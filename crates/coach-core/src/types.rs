use serde::{Deserialize, Serialize};
use std::fmt;

// ---------------------------------------------------------------------------
// Category
// ---------------------------------------------------------------------------

#[derive(Debug, Clone, Copy, PartialEq, Eq, Hash, Serialize, Deserialize)]
#[serde(rename_all = "snake_case")]
pub enum Category {
    Fitness,
    Nutrition,
    Mental,
}

impl Category {
    pub fn as_str(self) -> &'static str {
        match self {
            Category::Fitness => "fitness",
            Category::Nutrition => "nutrition",
            Category::Mental => "mental",
        }
    }
}

impl fmt::Display for Category {
    fn fmt(&self, f: &mut fmt::Formatter<'_>) -> fmt::Result {
        f.write_str(self.as_str())
    }
}

impl std::str::FromStr for Category {
    type Err = crate::error::CoachError;

    fn from_str(s: &str) -> Result<Self, Self::Err> {
        match s {
            "fitness" => Ok(Category::Fitness),
            "nutrition" => Ok(Category::Nutrition),
            "mental" | "mental_health" | "mental-health" => Ok(Category::Mental),
            _ => Err(crate::error::CoachError::InvalidCategory(s.to_string())),
        }
    }
}

// ---------------------------------------------------------------------------
// Step
// ---------------------------------------------------------------------------

/// Wizard steps in their global order. Each category's plan is a
/// subsequence of this order.
#[derive(Debug, Clone, Copy, PartialEq, Eq, Hash, PartialOrd, Ord, Serialize, Deserialize)]
#[serde(rename_all = "snake_case")]
pub enum Step {
    Overview,
    Content,
    Calendar,
    Review,
    Success,
}

impl Step {
    pub fn as_str(self) -> &'static str {
        match self {
            Step::Overview => "overview",
            Step::Content => "content",
            Step::Calendar => "calendar",
            Step::Review => "review",
            Step::Success => "success",
        }
    }

    pub fn is_terminal(self) -> bool {
        self == Step::Success
    }
}

impl fmt::Display for Step {
    fn fmt(&self, f: &mut fmt::Formatter<'_>) -> fmt::Result {
        f.write_str(self.as_str())
    }
}

impl std::str::FromStr for Step {
    type Err = crate::error::CoachError;

    fn from_str(s: &str) -> Result<Self, Self::Err> {
        match s {
            "overview" => Ok(Step::Overview),
            "content" | "content_builder" | "blocks" => Ok(Step::Content),
            "calendar" => Ok(Step::Calendar),
            "review" => Ok(Step::Review),
            "success" => Ok(Step::Success),
            _ => Err(crate::error::CoachError::InvalidStep(s.to_string())),
        }
    }
}

// ---------------------------------------------------------------------------
// StepPlan
// ---------------------------------------------------------------------------

/// Fixed step order for one category. `Success` is terminal and not part of
/// any plan; it is reached only through publish.
#[derive(Debug, Clone, Copy, PartialEq, Eq)]
pub enum StepPlan {
    /// Multi-day programs get a calendar between content and review.
    Program,
    Single,
}

impl StepPlan {
    pub fn for_category(category: Option<Category>) -> Self {
        match category {
            Some(Category::Fitness) => StepPlan::Program,
            Some(Category::Nutrition) | Some(Category::Mental) | None => StepPlan::Single,
        }
    }

    pub fn steps(self) -> &'static [Step] {
        match self {
            StepPlan::Program => &[Step::Overview, Step::Content, Step::Calendar, Step::Review],
            StepPlan::Single => &[Step::Overview, Step::Content, Step::Review],
        }
    }

    pub fn contains(self, step: Step) -> bool {
        self.steps().contains(&step)
    }

    pub fn first(self) -> Step {
        Step::Overview
    }

    pub fn last(self) -> Step {
        Step::Review
    }

    pub fn next(self, step: Step) -> Option<Step> {
        let steps = self.steps();
        let i = steps.iter().position(|s| *s == step)?;
        steps.get(i + 1).copied()
    }

    pub fn previous(self, step: Step) -> Option<Step> {
        let steps = self.steps();
        let i = steps.iter().position(|s| *s == step)?;
        i.checked_sub(1).map(|j| steps[j])
    }

    /// The plan step a possibly-foreign step maps onto: itself when present,
    /// otherwise the nearest earlier step of the plan.
    pub fn normalize(self, step: Step) -> Step {
        if step.is_terminal() || self.contains(step) {
            return step;
        }
        self.steps()
            .iter()
            .rev()
            .find(|s| **s < step)
            .copied()
            .unwrap_or(Step::Overview)
    }
}

// ---------------------------------------------------------------------------
// BlockKind
// ---------------------------------------------------------------------------

#[derive(Debug, Clone, Copy, PartialEq, Eq, Hash, Serialize, Deserialize)]
#[serde(rename_all = "snake_case")]
pub enum BlockKind {
    Text,
    Steps,
    Ingredients,
    Image,
}

impl BlockKind {
    pub fn as_str(self) -> &'static str {
        match self {
            BlockKind::Text => "text",
            BlockKind::Steps => "steps",
            BlockKind::Ingredients => "ingredients",
            BlockKind::Image => "image",
        }
    }
}

impl fmt::Display for BlockKind {
    fn fmt(&self, f: &mut fmt::Formatter<'_>) -> fmt::Result {
        f.write_str(self.as_str())
    }
}

impl std::str::FromStr for BlockKind {
    type Err = crate::error::CoachError;

    fn from_str(s: &str) -> Result<Self, Self::Err> {
        match s {
            "text" => Ok(BlockKind::Text),
            "steps" => Ok(BlockKind::Steps),
            "ingredients" => Ok(BlockKind::Ingredients),
            "image" => Ok(BlockKind::Image),
            _ => Err(crate::error::CoachError::InvalidBlockKind(s.to_string())),
        }
    }
}

// ---------------------------------------------------------------------------
// SaveMode
// ---------------------------------------------------------------------------

#[derive(Debug, Clone, Copy, PartialEq, Eq, Serialize, Deserialize)]
#[serde(rename_all = "snake_case")]
pub enum SaveMode {
    Draft,
    Publish,
}

impl SaveMode {
    pub fn as_str(self) -> &'static str {
        match self {
            SaveMode::Draft => "draft",
            SaveMode::Publish => "publish",
        }
    }

    pub fn is_draft(self) -> bool {
        self == SaveMode::Draft
    }
}

impl fmt::Display for SaveMode {
    fn fmt(&self, f: &mut fmt::Formatter<'_>) -> fmt::Result {
        f.write_str(self.as_str())
    }
}

#[cfg(test)]
mod tests {
    use super::*;

    #[test]
    fn step_names_round_trip() {
        for step in [
            Step::Overview,
            Step::Content,
            Step::Calendar,
            Step::Review,
            Step::Success,
        ] {
            let parsed: Step = step.as_str().parse().unwrap();
            assert_eq!(parsed, step);
        }
        assert!("payment".parse::<Step>().is_err());
    }

    #[test]
    fn fitness_plan_has_calendar() {
        let plan = StepPlan::for_category(Some(Category::Fitness));
        assert_eq!(plan.next(Step::Content), Some(Step::Calendar));
        assert_eq!(plan.previous(Step::Review), Some(Step::Calendar));
        assert_eq!(plan.next(Step::Review), None);
        assert_eq!(plan.previous(Step::Overview), None);
    }

    #[test]
    fn single_plan_skips_calendar() {
        let plan = StepPlan::for_category(Some(Category::Nutrition));
        assert_eq!(plan.next(Step::Content), Some(Step::Review));
        assert!(!plan.contains(Step::Calendar));
        assert_eq!(StepPlan::for_category(None), StepPlan::Single);
    }

    #[test]
    fn normalize_falls_back_to_earlier_step() {
        let plan = StepPlan::Single;
        assert_eq!(plan.normalize(Step::Calendar), Step::Content);
        assert_eq!(plan.normalize(Step::Review), Step::Review);
        assert_eq!(plan.normalize(Step::Success), Step::Success);
    }

    #[test]
    fn category_accepts_aliases() {
        assert_eq!("mental-health".parse::<Category>().unwrap(), Category::Mental);
        assert!("yoga".parse::<Category>().is_err());
    }
}
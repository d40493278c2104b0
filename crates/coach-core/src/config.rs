use crate::error::{CoachError, Result};
use crate::paths;
use serde::{Deserialize, Serialize};
use std::path::Path;

// ---------------------------------------------------------------------------
// ConfigWarning / WarnLevel
// ---------------------------------------------------------------------------

#[derive(Debug, Clone, Serialize, Deserialize)]
pub struct ConfigWarning {
    pub level: WarnLevel,
    pub message: String,
}

#[derive(Debug, Clone, PartialEq, Serialize, Deserialize)]
#[serde(rename_all = "snake_case")]
pub enum WarnLevel {
    Warning,
    Error,
}

// ---------------------------------------------------------------------------
// AuthoringConfig
// ---------------------------------------------------------------------------

/// Limits applied by the wizard's step predicates and tag picker.
#[derive(Debug, Clone, PartialEq, Serialize, Deserialize)]
pub struct AuthoringConfig {
    #[serde(default = "default_max_tags")]
    pub max_tags: usize,
    #[serde(default = "default_max_title_len")]
    pub max_title_len: usize,
    #[serde(default = "default_max_program_days")]
    pub max_program_days: u32,
}

fn default_max_tags() -> usize {
    20
}

fn default_max_title_len() -> usize {
    120
}

fn default_max_program_days() -> u32 {
    84
}

impl Default for AuthoringConfig {
    fn default() -> Self {
        Self {
            max_tags: default_max_tags(),
            max_title_len: default_max_title_len(),
            max_program_days: default_max_program_days(),
        }
    }
}

// ---------------------------------------------------------------------------
// ProjectConfig
// ---------------------------------------------------------------------------

#[derive(Debug, Clone, Serialize, Deserialize)]
pub struct ProjectConfig {
    pub name: String,
    #[serde(default)]
    pub description: Option<String>,
}

// ---------------------------------------------------------------------------
// Config (top-level)
// ---------------------------------------------------------------------------

#[derive(Debug, Clone, Serialize, Deserialize)]
pub struct Config {
    #[serde(default = "default_version")]
    pub version: u32,
    pub project: ProjectConfig,
    #[serde(default)]
    pub authoring: AuthoringConfig,
}

fn default_version() -> u32 {
    1
}

impl Config {
    pub fn new(project_name: impl Into<String>) -> Self {
        Self {
            version: 1,
            project: ProjectConfig {
                name: project_name.into(),
                description: None,
            },
            authoring: AuthoringConfig::default(),
        }
    }

    pub fn load(root: &Path) -> Result<Self> {
        let path = paths::config_path(root);
        if !path.exists() {
            return Err(CoachError::NotInitialized);
        }
        let data = std::fs::read_to_string(&path)?;
        let cfg: Config = serde_yaml::from_str(&data)?;
        Ok(cfg)
    }

    pub fn save(&self, root: &Path) -> Result<()> {
        let path = paths::config_path(root);
        let data = serde_yaml::to_string(self)?;
        crate::io::atomic_write(&path, data.as_bytes())
    }

    // -----------------------------------------------------------------------
    // Validation
    // -----------------------------------------------------------------------

    pub fn validate(&self) -> Vec<ConfigWarning> {
        let mut warnings = Vec::new();
        let a = &self.authoring;

        if a.max_title_len == 0 {
            warnings.push(ConfigWarning {
                level: WarnLevel::Error,
                message: "authoring.max_title_len is 0: no title can pass the overview step"
                    .to_string(),
            });
        }

        if a.max_program_days == 0 {
            warnings.push(ConfigWarning {
                level: WarnLevel::Error,
                message: "authoring.max_program_days is 0: fitness programs cannot be scheduled"
                    .to_string(),
            });
        } else if a.max_program_days > 366 {
            warnings.push(ConfigWarning {
                level: WarnLevel::Warning,
                message: format!(
                    "authoring.max_program_days={} (more than a year is unusual)",
                    a.max_program_days
                ),
            });
        }

        if a.max_tags == 0 {
            warnings.push(ConfigWarning {
                level: WarnLevel::Warning,
                message: "authoring.max_tags is 0: tags cannot be added".to_string(),
            });
        }

        warnings
    }
}

// ---------------------------------------------------------------------------
// Tests
// ---------------------------------------------------------------------------

#[cfg(test)]
mod tests {
    use super::*;
    use tempfile::TempDir;

    #[test]
    fn default_config_roundtrip() {
        let cfg = Config::new("test-project");
        let yaml = serde_yaml::to_string(&cfg).unwrap();
        let parsed: Config = serde_yaml::from_str(&yaml).unwrap();
        assert_eq!(parsed.project.name, "test-project");
        assert_eq!(parsed.version, 1);
        assert_eq!(parsed.authoring, AuthoringConfig::default());
    }

    #[test]
    fn config_without_authoring_uses_defaults() {
        let yaml = "version: 1\nproject:\n  name: studio\n";
        let cfg: Config = serde_yaml::from_str(yaml).unwrap();
        assert_eq!(cfg.authoring.max_tags, 20);
        assert_eq!(cfg.authoring.max_program_days, 84);
    }

    #[test]
    fn partial_authoring_section() {
        let yaml = "project:\n  name: studio\nauthoring:\n  max_tags: 5\n";
        let cfg: Config = serde_yaml::from_str(yaml).unwrap();
        assert_eq!(cfg.authoring.max_tags, 5);
        assert_eq!(cfg.authoring.max_title_len, 120);
    }

    #[test]
    fn load_missing_is_not_initialized() {
        let dir = TempDir::new().unwrap();
        assert!(matches!(
            Config::load(dir.path()),
            Err(CoachError::NotInitialized)
        ));
    }

    #[test]
    fn save_then_load() {
        let dir = TempDir::new().unwrap();
        Config::new("studio").save(dir.path()).unwrap();
        let cfg = Config::load(dir.path()).unwrap();
        assert_eq!(cfg.project.name, "studio");
    }

    #[test]
    fn validate_flags_zero_limits() {
        let mut cfg = Config::new("studio");
        assert!(cfg.validate().is_empty());
        cfg.authoring.max_title_len = 0;
        cfg.authoring.max_program_days = 400;
        let warnings = cfg.validate();
        assert_eq!(warnings.len(), 2);
        assert_eq!(warnings[0].level, WarnLevel::Error);
        assert_eq!(warnings[1].level, WarnLevel::Warning);
    }
}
· · · ·
(Task prompt) Show, from the listing above, every line holding the word "data".

(Result of the task)
        let data = std::fs::read_to_string(&path)?;
        let cfg: Config = serde_yaml::from_str(&data)?;
        let data = serde_yaml::to_string(self)?;
        crate::io::atomic_write(&path, data.as_bytes())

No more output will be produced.